When shooting for my "Tiles" and "Compressions" photo series, I work hard try and add something to a composition instead of relying on what already in a scene.

For instance in my "Compressions" photos, I try to take subjects with three-dimensional qualities and shoot them in a way that flattens them into two-dimensional space.  I feel in that way I am contributing my vision into the photo and making it an extension of my thoughts.

But sometimes I'll see a potential photo that stands on its own, and if it wins the internal battle between seeing what is already there and feeling the need to add my own filter to it, I'll shoot the scene regardless of feeling that I should have to work harder for it.

I like this photo because it makes me wonder how this wall ended up with such a diversity of colors and textures.  I wonder about why they stopped demolishing the still intact wall along this diagonal line.  Did they run out of money?  Did they find structural issues?

While I'll never know the answers to my musings, I don't know that it matters all that much.  Sometimes mysteries can be much more interesting than having the answers.  Not all stories are meant to be told.

Ideas and Imagery #133

I like images that tell a story or whose subjects can represent bigger ideas or themes.  There are various themes that this image can take, but let's start with what it is.

What caught my eye about this image were the two birds, one black and one white, perched together but apart on the top of this concrete pillar overlooking Willamette Falls.  While the subjects are small, the scene overall is complex.

The black and white processing helps keep the birds from being overcome by the other elements of the scene, and the turbulence of the water and industrial buildings render the surroundings inhospitable.  The pillar is the only quiet element of the scene.

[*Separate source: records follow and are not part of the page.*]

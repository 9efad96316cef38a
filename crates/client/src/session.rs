//! Session token ownership.
//!
//! The [`SessionGate`] is the only holder of the session token. It restores
//! the token from durable storage at construction, persists it on sign-in,
//! and destroys it on logout or whenever an authenticated request is
//! rejected. Local cart data is never touched here: a forced logout leaves
//! the persisted cart in place so anonymous browsing keeps its cart.

use std::fmt;
use std::sync::{Arc, Mutex, PoisonError};

use base64::Engine;
use base64::engine::general_purpose::URL_SAFE_NO_PAD;
use bazaar_core::UserId;
use secrecy::{ExposeSecret, SecretString};
use tokio::sync::watch;
use tracing::{info, warn};

use crate::storage::{KeyValueStore, StorageError, TOKEN_KEY};

/// Opaque session token issued by the backend after OTP verification.
///
/// `Debug` output is redacted.
#[derive(Clone)]
pub struct SessionToken(SecretString);

impl SessionToken {
    /// Wrap a token string. Returns `None` for blank input.
    #[must_use]
    pub fn new(token: impl Into<String>) -> Option<Self> {
        let token = token.into();
        if token.trim().is_empty() {
            return None;
        }
        Some(Self(SecretString::from(token)))
    }

    /// The raw token, for request headers and persistence only.
    #[must_use]
    pub fn expose(&self) -> &str {
        self.0.expose_secret()
    }

    /// User id carried in the token's JWT payload (`id` or `_id` claim).
    ///
    /// The signature is not checked; the backend does that. Returns `None`
    /// for tokens that are not JWTs or carry neither claim.
    #[must_use]
    pub fn user_id(&self) -> Option<UserId> {
        let payload = self.expose().split('.').nth(1)?;
        let bytes = URL_SAFE_NO_PAD.decode(payload.trim_end_matches('=')).ok()?;
        let claims: serde_json::Value = serde_json::from_slice(&bytes).ok()?;
        ["id", "_id"]
            .iter()
            .filter_map(|claim| claims.get(claim).and_then(serde_json::Value::as_str))
            .find_map(|id| UserId::parse(id).ok())
    }
}

impl fmt::Debug for SessionToken {
    fn fmt(&self, f: &mut fmt::Formatter<'_>) -> fmt::Result {
        f.write_str("SessionToken([REDACTED])")
    }
}

/// Whether a session token is currently held.
#[derive(Debug, Clone, Copy, PartialEq, Eq)]
pub enum SessionStatus {
    SignedOut,
    SignedIn,
}

/// Owner of the session token.
///
/// Cheaply cloneable; clones share the same token.
#[derive(Clone)]
pub struct SessionGate {
    inner: Arc<SessionGateInner>,
}

struct SessionGateInner {
    store: Arc<dyn KeyValueStore>,
    token: Mutex<Option<SessionToken>>,
    status: watch::Sender<SessionStatus>,
}

impl SessionGate {
    /// Restore the session from `store`.
    ///
    /// An unreadable or blank stored token counts as signed out.
    #[must_use]
    pub fn restore(store: Arc<dyn KeyValueStore>) -> Self {
        let token = match store.get(TOKEN_KEY) {
            Ok(raw) => raw.and_then(SessionToken::new),
            Err(error) => {
                warn!(%error, "failed to read stored session token");
                None
            }
        };
        let status = if token.is_some() {
            SessionStatus::SignedIn
        } else {
            SessionStatus::SignedOut
        };

        Self {
            inner: Arc::new(SessionGateInner {
                store,
                token: Mutex::new(token),
                status: watch::Sender::new(status),
            }),
        }
    }

    /// Returns `true` while a token is held.
    #[must_use]
    pub fn is_authenticated(&self) -> bool {
        self.lock_token().is_some()
    }

    /// Current token, if any.
    #[must_use]
    pub fn token(&self) -> Option<SessionToken> {
        self.lock_token().clone()
    }

    /// Watch sign-in / sign-out transitions.
    #[must_use]
    pub fn subscribe(&self) -> watch::Receiver<SessionStatus> {
        self.inner.status.subscribe()
    }

    /// Adopt a freshly issued token and persist it.
    ///
    /// # Errors
    ///
    /// Returns the storage failure as a warning. The token is held in memory
    /// regardless, so the session works until the process exits.
    pub fn sign_in(&self, token: SessionToken) -> Result<(), StorageError> {
        let persisted = self.inner.store.set(TOKEN_KEY, token.expose());
        *self.lock_token() = Some(token);
        self.inner.status.send_replace(SessionStatus::SignedIn);
        info!("session started");

        persisted.inspect_err(|error| warn!(%error, "failed to persist session token"))
    }

    /// Destroy the token in memory and in durable storage.
    ///
    /// The persisted cart is left untouched.
    pub fn force_logout(&self) {
        let had_token = self.lock_token().take().is_some();
        if let Err(error) = self.inner.store.remove(TOKEN_KEY) {
            warn!(%error, "failed to delete stored session token");
        }
        self.inner.status.send_replace(SessionStatus::SignedOut);
        if had_token {
            info!("session ended");
        }
    }

    fn lock_token(&self) -> std::sync::MutexGuard<'_, Option<SessionToken>> {
        self.inner
            .token
            .lock()
            .unwrap_or_else(PoisonError::into_inner)
    }
}
/// How a login reconciliation ended.
#[derive(Debug)]
pub enum LoginSync {
    /// No session token; nothing to reconcile.
    Anonymous,
    /// Another reconciliation was already running; this call did nothing.
    AlreadyRunning,
    /// The local cart was empty and the server cart was adopted.
    AdoptedServer,
    /// Local lines were pushed, the merged server cart adopted and the
    /// stored cart cleared.
    Merged { pushed: usize, failed: usize },
    /// The server could not be read; the local cart is in use.
    FellBack { error: CartError },
    /// The server refused the token; the session has been ended.
    SignedOut { error: CartError },
    /// The session ended while reconciling; the server cart was not
    /// adopted and the stored cart was kept.
    Interrupted,
}

/// Result of a cart mutation.
#[derive(Debug)]
pub enum MutationOutcome {
    /// The change stuck. A failed durable write is reported as a warning.
    Applied {
        snapshot: CartSnapshot,
        storage_warning: Option<CartError>,
    },
    /// The server call failed and the change was reverted. If the revert
    /// could not be written, storage still holds the optimistic cart and
    /// `storage_warning` says so.
    RolledBack {
        snapshot: CartSnapshot,
        error: CartError,
        storage_warning: Option<CartError>,
    },
}

impl MutationOutcome {
    #[must_use]
    pub const fn is_applied(&self) -> bool {
        matches!(self, Self::Applied { .. })
    }

    /// The cart after the operation (reverted on rollback).
    #[must_use]
    pub const fn snapshot(&self) -> &CartSnapshot {
        match self {
            Self::Applied { snapshot, .. } | Self::RolledBack { snapshot, .. } => snapshot,
        }
    }

    /// The rollback cause, if any.
    #[must_use]
    pub const fn error(&self) -> Option<&CartError> {
        match self {
            Self::Applied { .. } => None,
            Self::RolledBack { error, .. } => Some(error),
        }
    }

    /// The failed durable write, if any. Memory is correct regardless.
    #[must_use]
    pub const fn storage_warning(&self) -> Option<&CartError> {
        match self {
            Self::Applied {
                storage_warning, ..
            }
            | Self::RolledBack {
                storage_warning, ..
            } => storage_warning.as_ref(),
        }
    }

    /// Collapse into a `Result`, dropping any storage warning.
    ///
    /// # Errors
    ///
    /// Returns the rollback cause.
    pub fn into_result(self) -> Result<CartSnapshot, CartError> {
        match self {
            Self::Applied { snapshot, .. } => Ok(snapshot),
            Self::RolledBack { error, .. } => Err(error),
        }
    }
}

/// The server call mirroring a local mutation.
enum RemoteOp<'a> {
    Add(&'a ProductId, &'a SizeLabel),
    Set(&'a ProductId, &'a SizeLabel, u32),
    Clear,
}

impl RemoteOp<'_> {
    const fn name(&self) -> &'static str {
        match self {
            Self::Add(..) => "add_item",
            Self::Set(..) => "update_quantity",
            Self::Clear => "clear",
        }
    }
}

/// Owner of the one in-memory cart snapshot.
///
/// Cheaply cloneable via `Arc`; clones share state.
pub struct Reconciler<G: CartGateway> {
    inner: Arc<ReconcilerInner<G>>,
}

impl<G: CartGateway> Clone for Reconciler<G> {
    fn clone(&self) -> Self {
        Self {
            inner: Arc::clone(&self.inner),
        }
    }
}

struct ReconcilerInner<G> {
    gateway: Arc<G>,
    store: CartStore,
    session: SessionGate,
    state: Mutex<CartState>,
    sync_in_flight: AtomicBool,
    snapshots: watch::Sender<CartSnapshot>,
}

struct CartState {
    phase: SyncPhase,
    snapshot: CartSnapshot,
}

impl CartState {
    fn advance(&mut self, to: SyncPhase) -> bool {
        if self.phase.can_transition(to) {
            self.phase = to;
            true
        } else {
            warn!(from = ?self.phase, to = ?to, "Ignoring invalid cart phase transition");
            false
        }
    }
}

/// Holds the pending-sync flag; clears it on drop, including on early return.
struct SyncGuard<'a>(&'a AtomicBool);
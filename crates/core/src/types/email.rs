//! Email address type.

use core::fmt;

use serde::{Deserialize, Serialize};

/// Errors that can occur when parsing an [`Email`].
#[derive(thiserror::Error, Debug, Clone, PartialEq, Eq)]
pub enum EmailError {
    /// The input string is empty.
    #[error("email cannot be empty")]
    Empty,
    /// The input string is too long.
    #[error("email must be at most {max} characters")]
    TooLong {
        /// Maximum allowed length.
        max: usize,
    },
    /// The input does not contain exactly one @ symbol.
    #[error("email must contain exactly one @ symbol")]
    MissingAtSymbol,
    /// The local part (before @) is empty or has characters outside `[A-Za-z0-9._-]`.
    #[error("email local part is invalid")]
    InvalidLocalPart,
    /// The domain has no dot, an empty label, or a top-level domain that is
    /// not at least two ASCII letters.
    #[error("email domain is invalid")]
    InvalidDomain,
}

/// An email address, as accepted by the login and checkout flows.
///
/// ## Constraints
///
/// - Length: 1-254 characters (RFC 5321 limit), surrounding whitespace trimmed
/// - Local part: one or more of `A-Z a-z 0-9 . _ -`
/// - Domain: `A-Z a-z 0-9 . -`, containing a dot, ending in a TLD of 2+ letters
///
/// ## Examples
///
/// ```
/// use bazaar_core::Email;
///
/// assert!(Email::parse("user@example.com").is_ok());
/// assert!(Email::parse("first.last@shop.co.in").is_ok());
///
/// assert!(Email::parse("").is_err());
/// assert!(Email::parse("user+tag@example.com").is_err()); // '+' not accepted
/// assert!(Email::parse("user@localhost").is_err());      // no TLD
/// ```
#[derive(Debug, Clone, Serialize, Deserialize, PartialEq, Eq, Hash)]
#[serde(try_from = "String", into = "String")]
pub struct Email(String);

impl Email {
    /// Maximum length of an email address (RFC 5321).
    pub const MAX_LENGTH: usize = 254;

    /// Parse an `Email` from a string.
    ///
    /// # Errors
    ///
    /// Returns an [`EmailError`] describing the first rule the input breaks.
    pub fn parse(s: &str) -> Result<Self, EmailError> {
        let s = s.trim();
        if s.is_empty() {
            return Err(EmailError::Empty);
        }

        if s.len() > Self::MAX_LENGTH {
            return Err(EmailError::TooLong {
                max: Self::MAX_LENGTH,
            });
        }

        let (local, domain) = s.split_once('@').ok_or(EmailError::MissingAtSymbol)?;
        if domain.contains('@') {
            return Err(EmailError::MissingAtSymbol);
        }

        let local_ok = !local.is_empty()
            && local
                .chars()
                .all(|c| c.is_ascii_alphanumeric() || matches!(c, '.' | '_' | '-'));
        if !local_ok {
            return Err(EmailError::InvalidLocalPart);
        }

        if !is_valid_domain(domain) {
            return Err(EmailError::InvalidDomain);
        }

        Ok(Self(s.to_owned()))
    }

    /// Returns the email address as a string slice.
    #[must_use]
    pub fn as_str(&self) -> &str {
        &self.0
    }

    /// Returns the domain part of the email (after the @).
    #[must_use]
    pub fn domain(&self) -> &str {
        self.0.split_once('@').map_or("", |(_, domain)| domain)
    }
}

fn is_valid_domain(domain: &str) -> bool {
    let Some((host, tld)) = domain.rsplit_once('.') else {
        return false;
    };
    let host_ok = !host.is_empty()
        && host
            .chars()
            .all(|c| c.is_ascii_alphanumeric() || matches!(c, '.' | '-'));
    let tld_ok = tld.len() >= 2 && tld.chars().all(|c| c.is_ascii_alphabetic());
    host_ok && tld_ok
}

impl fmt::Display for Email {
    fn fmt(&self, f: &mut fmt::Formatter<'_>) -> fmt::Result {
        f.write_str(&self.0)
    }
}

impl std::str::FromStr for Email {
    type Err = EmailError;

    fn from_str(s: &str) -> Result<Self, Self::Err> {
        Self::parse(s)
    }
}

impl TryFrom<String> for Email {
    type Error = EmailError;

    fn try_from(value: String) -> Result<Self, Self::Error> {
        Self::parse(&value)
    }
}

impl From<Email> for String {
    fn from(email: Email) -> Self {
        email.0
    }
}

impl AsRef<str> for Email {
    fn as_ref(&self) -> &str {
        &self.0
    }
}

I won't make any leaps about how you might interpret the story.  I have my own thoughts about it, but it does lend itself to outside story lines and projection.

That is one of the things I love about art in general.  Everybody imbues a different meaning on each photo based on their own life and experiences.  I try hard not to put my meaning on my photos for folks.  It's hard sometimes when writing about them, but I try to focus my discussion on my process and what I was seeing in the field.

With that I'll leave the interpretation of this photo to you.  I hope it tells you a story that you find interesting.